Every line from the first in the listing below to the line containing "pub fn reconcile(&mut" is to be repeated exactly, and no line past it.
Exercise data START
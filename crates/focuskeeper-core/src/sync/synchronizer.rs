use tokio::sync::broadcast::error::TryRecvError;
use tokio::sync::broadcast::Receiver;

use crate::events::Event;
use crate::storage::StoreChange;
use crate::timer::{keys, TimerEngine};

/// Keeps one engine in step with writes made by other instances sharing
/// its store. Conflicts resolve as last write wins: a foreign write causes
/// a wholesale reload, never a merge.
pub struct CrossTabSynchronizer {
    changes: Receiver<StoreChange>,
    origin: String,
}

impl CrossTabSynchronizer {
    /// Subscribe to `engine`'s store. Writes made before this call are not seen.
    pub fn attach(engine: &TimerEngine) -> Self {
        Self {
            changes: engine.store().subscribe(),
            origin: engine.origin().to_string(),
        }
    }

    /// Drain pending change notifications. Resyncs at most once, and only
    /// when some write came from another instance.
    pub fn pump(&mut self, engine: &mut TimerEngine) -> Option<Event> {
        let mut foreign = false;
        loop {
            match self.changes.try_recv() {
                Ok(change) => {
                    if change.origin != self.origin {
                        foreign = true;
                    }
                }
                Err(TryRecvError::Lagged(missed)) => {
                    tracing::debug!(missed, "change feed lagged, forcing resync");
                    foreign = true;
                }
                Err(TryRecvError::Empty) | Err(TryRecvError::Closed) => break,
            }
        }
        foreign.then(|| engine.resync_from_store())
    }

    /// Resync when the stored `lastUpdate` differs from the engine's.
    ///
    /// Covers writers the change feed cannot reach, such as another process
    /// sharing the same database file.
    pub fn reconcile(&mut self, engine: &mut TimerEngine) -> Option<Event> {
        let stored = match engine.store().get(keys::LAST_UPDATE) {
            Ok(raw) => raw.and_then(|raw| serde_json::from_str::<i64>(&raw).ok()),
            Err(e) => {
                tracing::warn!(error = %e, "failed to read lastUpdate");
                return None;
            }
        };
        match stored {
            Some(stored) if stored != engine.state().last_update => {
                Some(engine.resync_from_store())
            }
            _ => None,
        }
    }
}

#[cfg(test)]
mod tests {
    use std::sync::Arc;

    use super::*;
    use crate::clock::ManualClock;
    use crate::events::Notifier;
    use crate::session::MemorySink;
    use crate::signal::ManualSignal;
    use crate::storage::{MemoryStore, PersistentStore};
    use crate::timer::TimerMode;

    fn engine(store: Arc<MemoryStore>, clock: &ManualClock) -> TimerEngine {
        let (notifier, _rx) = Notifier::channel();
        TimerEngine::new(
            Arc::new(clock.clone()),
            store,
            Box::new(ManualSignal::new()),
            Arc::new(MemorySink::new()),
            notifier,
        )
    }

    #[test]
    fn own_writes_do_not_resync() {
        let clock = ManualClock::new(1_700_000_000_000);
        let mut a = engine(Arc::new(MemoryStore::new()), &clock);
        let mut sync = CrossTabSynchronizer::attach(&a);

        a.start();
        assert!(sync.pump(&mut a).is_none());
        assert!(sync.reconcile(&mut a).is_none());
    }

    #[test]
    fn foreign_write_resyncs_once() {
        let clock = ManualClock::new(1_700_000_000_000);
        let store = Arc::new(MemoryStore::new());
        let mut a = engine(store.clone(), &clock);
        let mut b = engine(store, &clock);
        let mut sync = CrossTabSynchronizer::attach(&a);

        b.switch_mode(TimerMode::LongBreak).unwrap();
        let event = sync.pump(&mut a);
        assert!(matches!(
            event,
            Some(Event::StateSynced {
                mode: TimerMode::LongBreak,
                ..
            })
        ));
        assert_eq!(a.time_left(), 900);
        assert!(sync.pump(&mut a).is_none());
    }

    #[test]
    fn reconcile_picks_up_unannounced_writes() {
        let clock = ManualClock::new(1_700_000_000_000);
        let store = Arc::new(MemoryStore::new());
        let mut a = engine(store.clone(), &clock);
        let mut sync = CrossTabSynchronizer::attach(&a);

        store.set(keys::MODE, "\"STOPWATCH\"", "other-process").unwrap();
        store.set(keys::TIME_LEFT, "0", "other-process").unwrap();
        store.set(keys::LAST_UPDATE, "1700000005000", "other-process").unwrap();
        // Drop the notifications to simulate a writer outside this process.
        while sync.changes.try_recv().is_ok() {}

        assert!(sync.reconcile(&mut a).is_some());
        assert_eq!(a.mode(), TimerMode::Stopwatch);
        assert!(sync.reconcile(&mut a).is_none());
    }
}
Exercise data END
*Exercise response*.
filename crates/focuskeeper-core/src/sync/synchronizer.rs
use tokio::sync::broadcast::error::TryRecvError;
use tokio::sync::broadcast::Receiver;

use crate::events::Event;
use crate::storage::StoreChange;
use crate::timer::{keys, TimerEngine};

/// Keeps one engine in step with writes made by other instances sharing
/// its store. Conflicts resolve as last write wins: a foreign write causes
/// a wholesale reload, never a merge.
pub struct CrossTabSynchronizer {
    changes: Receiver<StoreChange>,
    origin: String,
}

impl CrossTabSynchronizer {
    /// Subscribe to `engine`'s store. Writes made before this call are not seen.
    pub fn attach(engine: &TimerEngine) -> Self {
        Self {
            changes: engine.store().subscribe(),
            origin: engine.origin().to_string(),
        }
    }

    /// Drain pending change notifications. Resyncs at most once, and only
    /// when some write came from another instance.
    pub fn pump(&mut self, engine: &mut TimerEngine) -> Option<Event> {
        let mut foreign = false;
        loop {
            match self.changes.try_recv() {
                Ok(change) => {
                    if change.origin != self.origin {
                        foreign = true;
                    }
                }
                Err(TryRecvError::Lagged(missed)) => {
                    tracing::debug!(missed, "change feed lagged, forcing resync");
                    foreign = true;
                }
                Err(TryRecvError::Empty) | Err(TryRecvError::Closed) => break,
            }
        }
        foreign.then(|| engine.resync_from_store())
    }

    /// Resync when the stored `lastUpdate` differs from the engine's.
    ///
    /// Covers writers the change feed cannot reach, such as another process
    /// sharing the same database file.
    pub fn reconcile(&mut self, engine: &mut TimerEngine) -> Option<Event> {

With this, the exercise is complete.